Roll 14 is an Internal Pressure Roll (IPR), in that it is supported for contact with the inner surface of the base layer of the elastomeric belt 12. The IPR 14 which, by way of example, has an outside diameter of 94 mm, is provided with a comformable outer layer that has preferably a thickness of about 8 mm and has a Shore A value of 60.
Roll 18 provides suitable tensioning of the elastomeric belt and is gimbaled in a well-known manner, not shown, for effecting proper steering thereof.
A second pressure roll 30 is supported such that the elastomeric belt 12 is sandwiched between it and the IPR 14 in order to form an elongated, fusing nip 32. Thus, the roll 30 constitutes an External Pressure Roll (EPR). The conformable layers of the belt structure 12 and the IPR 14 cooperate to form the nip 32. In order to obtain the desired high speed fusing, a large nip length is required which still has adequate creep to enable paper stripping. Creep is defined as the velocity ratio of the fuser belt surface in the fusing nip compared to its speed outside the nip.
Imaged substrates such as a sheet of plain or coated paper 34 carrying toner images 36 moving in the direction of arrow 38 pass through the nip 32 with the toner images contacting an outer surface of the outer surface of the belt structure 12.
The fusing nip 32 comprises a single nip in that the section of belt contacted by the IPR roll 14 is coextensive with the opposite section of the belt contacted by roll 30. In other words, neither of the rolls 14 and 30 contact a section of the belt not contacted by the other of these two rolls. A single nip insures a single nip velocity and high pressure through the entire nip.
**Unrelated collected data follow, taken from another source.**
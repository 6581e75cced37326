//! Wordle Game
//!
//! A turn-by-turn Wordle engine: a secret 5-letter target, six attempts, and per-guess
//! feedback of exact and partially matching positions.
//!
//! # Quick Start
//!
//! ```rust
//! use wordle_game::game::{SessionConfig, Status};
//! use wordle_game::wordlists::WordLists;
//!
//! let mut session = WordLists::embedded()
//!     .session(SessionConfig::with_target("crank"))
//!     .unwrap();
//!
//! let (status, feedback) = session.submit_guess("click");
//! assert_eq!(status, Status::InProgress);
//! println!("{feedback}"); // exact={0,4} partial={3}
//! ```

// Core domain types
pub mod core;

// Game session engine
pub mod game;

// Word lists
pub mod wordlists;

// Command implementations
pub mod commands;

// Terminal output formatting
pub mod output;

// Log backend
pub mod logging;
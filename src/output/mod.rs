//! Terminal output formatting
//!
//! Display utilities for the play and machine front-ends.

pub mod display;
pub mod formatters;

pub use display::{write_board, write_outcome, write_turn_line};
The outer surface of the elastomeric belt structure 12 is elevated to fusing temperature by means of an internally heated roll 40 having a conventional quartz heater lamp 42 disposed internally thereof. The roll 40 which by way of example has a diameter of 87 mm comprises a relatively thin (0.050 to 0.5 inch) walled metal structure chosen for its good thermal transfer properties. To this end, the roll 40 may be fabricated from metal such as aluminum, stainless steel, or the like and can either be anodized and/or overcoated with a thin (about 1 to about 4 mils) conductive perfluoroalkoxy (PFA). The roll 40, as shown in FIG. 1, contacts the outer surface of the belt structure in a pre-nip area 41.
The IPR 14 is not provided with an internal heat source, because it is not practical to do so. However, another quartz heating element 44 may be disposed internally of the EPR 30 for providing thermal energy during fuser warm-up and/or on an as needed basis. By supplying heat to roll 30 during extended runs with heavy paper, the phenomenon commonly referred to as droop is decreased or eliminated.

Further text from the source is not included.